I see the transition reflected back at me in their eyes, too. They battle guilt and nostalgia, chuckling at our old inside jokes with tense shoulders. There are merciful flashes of a way forward when I read their kiddos a fourth, fifth, and sixth bedtime story, and I exhibit temporary signs of competence in the company of children. The friends can tell — and I can tell — that I actually like doing the different voices of Winnie the Pooh and Piglet and Christopher Robin. In such moments I can’t tell if biology or Darwinism or heterosexism forces me to do a gut check, to ask myself if I am unnatural, as one family member once called me. I don’t care much because these would-be regrets always feel more like microaggressions within 10 minutes of departing the suburbs for my next adventure. Recently, one of these friends asked, dripping with concern, “Why are you still so lost?” Like my desire to preserve self-determination, heal some of my deeper wounds, and pursue my career interests is fundamentally untethered. I wonder sometimes if he understands why I respond to 2 in 10 of his texts.

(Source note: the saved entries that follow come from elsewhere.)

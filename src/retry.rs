//! Bounded retry with exponential backoff.

use std::time::Duration;

use tracing::warn;

/// Backoff never grows beyond this many doublings of the base delay.
const MAX_DOUBLINGS: u32 = 5;

/// Classifies an error as worth another attempt.
pub trait Transient {
    fn is_transient(&self) -> bool;
}

#[derive(Debug, Clone, Copy, PartialEq, Eq)]
pub struct RetryPolicy {
    /// Total attempts including the first one. Always at least 1.
    pub attempts: u32,
    pub backoff: Duration,
}

impl RetryPolicy {
    pub fn new(attempts: u32, backoff: Duration) -> Self {
        Self {
            attempts: attempts.max(1),
            backoff,
        }
    }

    /// Delay before the attempt following `attempt` (1-based).
    pub fn delay(&self, attempt: u32) -> Duration {
        let doublings = attempt.saturating_sub(1).min(MAX_DOUBLINGS);
        self.backoff.saturating_mul(1 << doublings)
    }

    /// Run `op` until it succeeds, fails permanently, or the attempts run out.
    /// The last error is returned together with the number of attempts made.
    pub async fn run<T, E, F, Fut>(&self, what: &str, mut op: F) -> Result<T, (E, u32)>
    where
        E: Transient + std::fmt::Display,
        F: FnMut() -> Fut,
        Fut: Future<Output = Result<T, E>>,
    {
        let mut attempt = 1;
        loop {
            match op().await {
                Ok(value) => return Ok(value),
                Err(error) if error.is_transient() && attempt < self.attempts => {
                    let delay = self.delay(attempt);
                    warn!(%error, what, attempt, ?delay, "transient failure, retrying");
                    tokio::time::sleep(delay).await;
                    attempt += 1;
                }
                Err(error) => return Err((error, attempt)),
            }
        }
    }
}

impl Default for RetryPolicy {
    fn default() -> Self {
        Self::new(3, Duration::from_millis(500))
    }
}
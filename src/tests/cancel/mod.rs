use std::{collections::HashSet, time::Duration};

use tokio_util::sync::CancellationToken;

use crate::{config::PipelineConfig, job::Stage, progress::EntryStatus};

use super::{Harness, MemoryStore, ScriptedExtractor, pipeline, rows};

#[tokio::test]
async fn cancelled_before_start_writes_nothing() {
    let harness = Harness::new(
        MemoryStore::with(&[("a/jan.pdf", "x"), ("a/feb.pdf", "y")]),
        ScriptedExtractor::default(),
    )
    .await;
    let cancel = CancellationToken::new();
    cancel.cancel();
    let summary = harness.run(&pipeline(), &cancel).await.unwrap();
    assert_eq!(summary.done, 0);
    assert_eq!(summary.cancelled.len(), 2);
    assert!(
        summary
            .cancelled
            .iter()
            .all(|cancelled| cancelled.stage == Stage::Fetching)
    );
    assert_eq!(summary.failed_total(), 0);
    assert!(rows(&harness.warehouse).await.is_empty());
    assert!(harness.executor.extractor.calls.lock().unwrap().is_empty());
}

#[tokio::test]
async fn cancellation_stops_at_next_stage_boundary() {
    let cancel = CancellationToken::new();
    let extractor = ScriptedExtractor {
        cancel_on_call: Some(cancel.clone()),
        ..Default::default()
    };
    let harness = Harness::new(
        MemoryStore::with(&[("a/jan.pdf", "x"), ("a/feb.pdf", "y"), ("a/mar.pdf", "z")]),
        extractor,
    )
    .await;
    let config = PipelineConfig {
        concurrency_limit: 1,
        ..pipeline()
    };
    let summary = harness.run(&config, &cancel).await.unwrap();

    // The in-flight extraction completes, but nothing is written afterwards.
    assert_eq!(harness.executor.extractor.calls.lock().unwrap().len(), 1);
    assert_eq!(summary.done, 0);
    assert_eq!(summary.cancelled.len(), 3);
    let writing = summary
        .cancelled
        .iter()
        .filter(|cancelled| cancelled.stage == Stage::Writing)
        .count();
    assert_eq!(writing, 1);
    assert!(rows(&harness.warehouse).await.is_empty());

    let events = harness.reporter.events.lock().unwrap().clone();
    assert!(
        events
            .iter()
            .any(|(_, status)| *status == EntryStatus::Cancelled)
    );
}

#[tokio::test]
async fn run_timeout_cancels_remaining_documents() {
    let extractor = ScriptedExtractor {
        delay: Some(Duration::from_millis(400)),
        ..Default::default()
    };
    let harness = Harness::new(
        MemoryStore::with(&[
            ("t/a.pdf", "a"),
            ("t/b.pdf", "b"),
            ("t/c.pdf", "c"),
            ("t/d.pdf", "d"),
            ("t/e.pdf", "e"),
        ]),
        extractor,
    )
    .await;
    let config = PipelineConfig {
        concurrency_limit: 1,
        run_timeout_secs: Some(1),
        ..pipeline()
    };
    let caller = CancellationToken::new();
    let summary = harness.run(&config, &caller).await.unwrap();

    // The timeout only stops this run.
    assert!(!caller.is_cancelled());
    assert_eq!(summary.failed_total(), 0);
    assert_eq!(summary.done + summary.cancelled.len(), 5);
    assert!(summary.done >= 1);
    assert!(!summary.cancelled.is_empty());
    // Five sequential 400ms extractions cannot all fit in one second.
    assert!(summary.done < 5);

    let rows = rows(&harness.warehouse).await;
    assert_eq!(rows.len(), summary.done);
    let written = rows
        .iter()
        .map(|row| row.file_path.as_str())
        .collect::<HashSet<_>>();
    for cancelled in &summary.cancelled {
        assert!(!written.contains(cancelled.path.as_str()));
    }

    let events = harness.reporter.events.lock().unwrap().clone();
    for cancelled in &summary.cancelled {
        assert!(
            events
                .iter()
                .any(|(path, status)| *path == cancelled.path && *status == EntryStatus::Cancelled)
        );
    }
}
pub mod s3;
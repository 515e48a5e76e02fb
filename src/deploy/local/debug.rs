use std::path::Path;

use tracing::info;

use crate::{
    job::storage::extract::{self, Understanding, UnderstoodBox, UnderstoodChunk, UnderstoodGrounding},
    retry::Transient,
};

/// Offline extractor. UTF-8 documents become markdown split into paragraph
/// chunks; anything else yields an empty result.
#[derive(Default)]
pub struct DebugExtractor {}

#[derive(Debug, thiserror::Error)]
#[error("Failed to read staged file {path:?}: {error}")]
pub struct Error {
    path: std::path::PathBuf,
    error: std::io::Error,
}

impl Transient for Error {
    fn is_transient(&self) -> bool {
        false
    }
}

const FULL_PAGE: UnderstoodBox = UnderstoodBox {
    l: 0.0,
    t: 0.0,
    r: 1.0,
    b: 1.0,
};

fn understand_text(text: &str) -> Understanding {
    let chunks = text
        .split("\n\n")
        .map(str::trim)
        .filter(|paragraph| !paragraph.is_empty())
        .enumerate()
        .map(|(idx, paragraph)| UnderstoodChunk {
            text: paragraph.to_string(),
            chunk_type: if paragraph.starts_with('#') {
                "title".into()
            } else {
                "text".into()
            },
            chunk_id: Some(format!("chunk-{idx}")),
            grounding: vec![UnderstoodGrounding {
                page: 0,
                bbox: Some(FULL_PAGE),
            }],
        })
        .collect();
    Understanding {
        markdown: text.to_string(),
        chunks,
    }
}

impl extract::Client for DebugExtractor {
    type Error = Error;

    fn name(&self) -> &str {
        "debug"
    }

    fn is_unsupported(_: &Self::Error) -> bool {
        false
    }

    async fn understand(&self, staged: &Path, file_name: &str) -> Result<Understanding, Self::Error> {
        let bytes = tokio::fs::read(staged).await.map_err(|error| Error {
            path: staged.to_path_buf(),
            error,
        })?;
        info!(file_name, size = bytes.len(), "understand document");
        Ok(match std::str::from_utf8(&bytes) {
            Ok(text) => understand_text(text),
            Err(_) => Understanding::default(),
        })
    }
}
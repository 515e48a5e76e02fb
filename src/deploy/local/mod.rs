pub mod db;
pub mod debug;
pub mod fs;
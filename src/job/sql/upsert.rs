use itertools::Itertools;

use super::{COLUMNS, Dialect};
use std::fmt::Write as _;

fn data_columns() -> impl Iterator<Item = &'static str> {
    COLUMNS.into_iter().filter(|column| *column != "file_path")
}

fn generate_sqlite(out: &mut String, table: &str) -> std::fmt::Result {
    writeln!(out, "INSERT INTO {table}({})", COLUMNS.iter().join(", "))?;
    writeln!(out, "VALUES (?, ?, ?, ?)")?;
    writeln!(out, "ON CONFLICT (file_path)")?;
    writeln!(out, "DO UPDATE SET")?;
    let columns = data_columns().collect::<Vec<_>>();
    for (idx, name) in columns.iter().enumerate() {
        if idx == columns.len() - 1 {
            writeln!(out, "  {name} = EXCLUDED.{name};")?;
        } else {
            writeln!(out, "  {name} = EXCLUDED.{name},")?;
        }
    }
    Ok(())
}

fn generate_snowflake(out: &mut String, table: &str) -> std::fmt::Result {
    writeln!(out, "MERGE INTO {table} AS target")?;
    writeln!(out, "USING (SELECT")?;
    writeln!(out, "  ? AS file_name,")?;
    writeln!(out, "  ? AS file_path,")?;
    writeln!(out, "  TO_TIMESTAMP_NTZ(?) AS process_date,")?;
    writeln!(out, "  PARSE_JSON(?) AS extracted_content")?;
    writeln!(out, ") AS source")?;
    writeln!(out, "ON target.file_path = source.file_path")?;
    writeln!(
        out,
        "WHEN MATCHED THEN UPDATE SET {}",
        data_columns()
            .map(|name| format!("{name} = source.{name}"))
            .join(", ")
    )?;
    writeln!(
        out,
        "WHEN NOT MATCHED THEN INSERT ({}) VALUES ({})",
        COLUMNS.iter().join(", "),
        COLUMNS.iter().map(|name| format!("source.{name}")).join(", ")
    )?;
    Ok(())
}

pub fn generate(out: &mut String, dialect: Dialect, table: &str) -> std::fmt::Result {
    match dialect {
        Dialect::Sqlite => generate_sqlite(out, table),
        Dialect::Snowflake => generate_snowflake(out, table),
    }
}
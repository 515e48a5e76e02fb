use std::{path::PathBuf, sync::LazyLock, time::Duration};

use regex::Regex;
use serde::Deserialize;

use crate::retry::RetryPolicy;

static TABLE_NAME: LazyLock<Regex> = LazyLock::new(|| {
    Regex::new(r"^[A-Za-z_][A-Za-z0-9_]*(\.[A-Za-z_][A-Za-z0-9_]*){0,2}$").unwrap()
});

static IDENTIFIER: LazyLock<Regex> =
    LazyLock::new(|| Regex::new(r"^[A-Za-z_][A-Za-z0-9_$]*$").unwrap());

pub static DEFAULT_LANDING_ENDPOINT: LazyLock<url::Url> = LazyLock::new(|| {
    "https://api.va.landing.ai/v1/tools/agentic-document-analysis"
        .parse()
        .unwrap()
});

#[derive(Debug, thiserror::Error)]
pub enum Error {
    #[error("Failed to read config {path:?}: {error}")]
    Read {
        path: PathBuf,
        error: std::io::Error,
    },
    #[error("Failed to parse config: {0}")]
    Parse(serde_yaml::Error),
    #[error("Invalid table name: {0}")]
    InvalidTable(String),
    #[error("Invalid {kind} identifier: {name}")]
    InvalidIdentifier { kind: &'static str, name: String },
    #[error("concurrency_limit must be at least 1")]
    ZeroConcurrency,
    #[error("retry_attempts must be at least 1")]
    ZeroRetryAttempts,
    #[error("Bucket name must not be empty")]
    EmptyBucket,
    #[error("Environment variable {0} is not set")]
    MissingSecret(String),
}

#[derive(Deserialize, Debug, Clone)]
#[serde(rename_all = "snake_case", tag = "type")]
pub enum StorageConfig {
    S3 {
        bucket: String,
        region: Option<String>,
        endpoint: Option<String>,
    },
    Local {
        root: PathBuf,
    },
}

#[derive(Deserialize, Debug, Clone)]
#[serde(rename_all = "snake_case", tag = "type")]
pub enum ExtractorConfig {
    LandingAi {
        endpoint: Option<url::Url>,
        api_key_env: Option<String>,
        timeout_secs: Option<u64>,
    },
    Debug {},
}

#[derive(Deserialize, Debug, Clone)]
#[serde(rename_all = "snake_case", tag = "type")]
pub enum WarehouseBackend {
    Sqlite {
        url: String,
    },
    Snowflake {
        account: String,
        database: String,
        schema: String,
        warehouse: String,
        role: Option<String>,
        token_env: Option<String>,
        token_type: Option<String>,
    },
}

#[derive(Deserialize, Debug, Clone)]
pub struct WarehouseConfig {
    pub table: String,
    #[serde(flatten)]
    pub backend: WarehouseBackend,
}

fn default_concurrency_limit() -> usize {
    4
}

fn default_retry_attempts() -> u32 {
    3
}

fn default_retry_backoff_ms() -> u64 {
    500
}

fn default_process_only_new() -> bool {
    true
}

fn default_max_document_bytes() -> u64 {
    50 * 1024 * 1024
}

/// Knobs of a single run.
#[derive(Deserialize, Debug, Clone)]
pub struct PipelineConfig {
    #[serde(default)]
    pub storage_prefix: String,
    #[serde(default = "default_concurrency_limit")]
    pub concurrency_limit: usize,
    #[serde(default = "default_retry_attempts")]
    pub retry_attempts: u32,
    #[serde(default = "default_retry_backoff_ms")]
    pub retry_backoff_ms: u64,
    #[serde(default = "default_process_only_new")]
    pub process_only_new: bool,
    #[serde(default)]
    pub suffixes: Vec<String>,
    #[serde(default = "default_max_document_bytes")]
    pub max_document_bytes: u64,
    pub run_timeout_secs: Option<u64>,
}

impl PipelineConfig {
    pub fn retry_policy(&self) -> RetryPolicy {
        RetryPolicy::new(
            self.retry_attempts,
            Duration::from_millis(self.retry_backoff_ms),
        )
    }

    pub fn run_timeout(&self) -> Option<Duration> {
        self.run_timeout_secs.map(Duration::from_secs)
    }
}

impl Default for PipelineConfig {
    fn default() -> Self {
        Self {
            storage_prefix: String::new(),
            concurrency_limit: default_concurrency_limit(),
            retry_attempts: default_retry_attempts(),
            retry_backoff_ms: default_retry_backoff_ms(),
            process_only_new: default_process_only_new(),
            suffixes: Vec::new(),
            max_document_bytes: default_max_document_bytes(),
            run_timeout_secs: None,
        }
    }
}

#[derive(Deserialize, Debug, Clone)]
pub struct Config {
    pub storage: StorageConfig,
    pub extractor: ExtractorConfig,
    pub warehouse: WarehouseConfig,
    #[serde(default)]
    pub pipeline: PipelineConfig,
}

impl Config {
    pub async fn load(path: impl Into<PathBuf>) -> Result<Self, Error> {
        let path = path.into();
        let text = tokio::fs::read_to_string(&path)
            .await
            .map_err(|error| Error::Read { path, error })?;
        Self::parse(&text)
    }

    pub fn parse(text: &str) -> Result<Self, Error> {
        serde_yaml::from_str(text).map_err(Error::Parse)
    }

    pub fn validate(&self) -> Result<(), Error> {
        if !TABLE_NAME.is_match(&self.warehouse.table) {
            return Err(Error::InvalidTable(self.warehouse.table.clone()));
        }
        if self.pipeline.concurrency_limit == 0 {
            return Err(Error::ZeroConcurrency);
        }
        if self.pipeline.retry_attempts == 0 {
            return Err(Error::ZeroRetryAttempts);
        }
        if let WarehouseBackend::Snowflake {
            database,
            schema,
            warehouse,
            ..
        } = &self.warehouse.backend
        {
            for (kind, name) in [
                ("database", database),
                ("schema", schema),
                ("warehouse", warehouse),
            ] {
                if !IDENTIFIER.is_match(name) {
                    return Err(Error::InvalidIdentifier {
                        kind,
                        name: name.clone(),
                    });
                }
            }
        }
        if let StorageConfig::S3 { bucket, .. } = &self.storage {
            if bucket.trim().is_empty() {
                return Err(Error::EmptyBucket);
            }
        }
        Ok(())
    }
}

/// Read a credential from the environment.
pub fn secret(var: &str) -> Result<String, Error> {
    match std::env::var(var) {
        Ok(value) if !value.trim().is_empty() => Ok(value),
        _ => Err(Error::MissingSecret(var.to_string())),
    }
}
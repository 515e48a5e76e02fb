//! Object enumeration
//!
//! Lists a prefix completely and yields the objects still to be processed.

use tracing::{debug, error};

use crate::{model::ObjectRef, retry::RetryPolicy};

use super::storage::objstore;

/// List every object under `prefix`, retrying transient store failures.
/// Listing either completes or fails; partial results are never returned.
pub async fn list_objects<S: objstore::Client>(
    store: &S,
    prefix: &str,
    retry: &RetryPolicy,
) -> Result<Vec<ObjectRef>, S::Error> {
    let objects = retry
        .run("list", || store.list(prefix))
        .await
        .map_err(|(error, attempts)| {
            error!(%error, prefix, attempts, "failed to list objects");
            error
        })?;
    debug!(prefix, count = objects.len(), "listed objects");
    Ok(objects)
}

/// Case-insensitive suffix match. An empty allow-list accepts everything.
pub fn matches_suffix(path: &str, suffixes: &[String]) -> bool {
    if suffixes.is_empty() {
        return true;
    }
    let path = path.to_ascii_lowercase();
    suffixes
        .iter()
        .any(|suffix| path.ends_with(&suffix.to_ascii_lowercase()))
}

/// Lazily select objects that pass the suffix filter and are not yet processed.
/// Directory placeholders (keys ending in `/`) are always skipped.
pub fn pending<'a>(
    objects: impl IntoIterator<Item = ObjectRef> + 'a,
    suffixes: &'a [String],
    is_processed: impl Fn(&ObjectRef) -> bool + 'a,
) -> impl Iterator<Item = ObjectRef> + 'a {
    objects.into_iter().filter(move |object| {
        !object.path.ends_with('/')
            && matches_suffix(&object.path, suffixes)
            && !is_processed(object)
    })
}
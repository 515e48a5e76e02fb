use std::fmt::Write as _;

use super::Dialect;

pub fn generate(out: &mut String, dialect: Dialect, table: &str) -> std::fmt::Result {
    writeln!(out, "CREATE TABLE IF NOT EXISTS {table} (")?;
    match dialect {
        Dialect::Sqlite => {
            writeln!(out, "  id INTEGER PRIMARY KEY AUTOINCREMENT,")?;
            writeln!(out, "  file_name TEXT NOT NULL,")?;
            writeln!(out, "  file_path TEXT NOT NULL UNIQUE,")?;
            writeln!(out, "  process_date TEXT NOT NULL,")?;
            writeln!(out, "  extracted_content TEXT NOT NULL")?;
        }
        Dialect::Snowflake => {
            writeln!(out, "  id NUMBER AUTOINCREMENT PRIMARY KEY,")?;
            writeln!(out, "  file_name VARCHAR(255),")?;
            writeln!(out, "  file_path VARCHAR(1024) UNIQUE,")?;
            writeln!(
                out,
                "  process_date TIMESTAMP_NTZ DEFAULT CURRENT_TIMESTAMP(),"
            )?;
            writeln!(out, "  extracted_content VARIANT")?;
        }
    }
    writeln!(out, ")")?;
    Ok(())
}
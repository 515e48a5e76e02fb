use tracing::{error, info};

use crate::{model::OutputRecord, retry::RetryPolicy};

use super::{ObjectError, storage::warehouse};

/// Upsert one record keyed by its file path. Calling twice for the same path
/// replaces the row.
pub async fn write<W: warehouse::Client>(
    warehouse: &W,
    table: &str,
    record: &OutputRecord,
    retry: &RetryPolicy,
) -> Result<(), ObjectError> {
    retry
        .run("upsert", || warehouse.upsert(table, record))
        .await
        .map_err(|(error, attempts)| {
            error!(%error, path = record.file_path, table, attempts, "failed to upsert record");
            ObjectError::WriteFailed {
                path: record.file_path.clone(),
                cause: format!("{error} (after {attempts} attempts)"),
            }
        })?;
    info!(path = record.file_path, table, "upserted record");
    Ok(())
}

Despite my bitching, these relationship dynamics are far from lamentable. I understand that aging naturally requires a significant amount of narrowing, but I also believe that more radical emotional honesty between friends would make it a hell of a lot more comfortable to achieve reciprocity and balance. It would also combat the erasure of non-conformist identities.

At this point, as an IRL thirtysomething, I simply choose to show up because that’s what friends do. Even when it hurts and I don’t know what to say to them. When I struggle to separate them as individuals from structural oppression. When I’m talking about what’s important to me and they’re eyeballing toddlers across the room, I tell myself they are still hearing me. Just multitasking. I tried to listen more intently, and to bring things to my friends’ lives that they might be short on: news articles, movie reviews, adult conversation, bitmojis.  

Most importantly, I’ve learned to give myself permission to enjoy my chosen activities, dreams, and relationships. To take my time in building the life that is right for me.


By Maegan Carberry

Maegan Carberry is a writer and artist. She is the author of the novel “Do I Have To Vote For Hillary Clinton?” about the 2016 election and is hand-making 100 dresses to raise awareness about sexual assault through her project, birdbrain.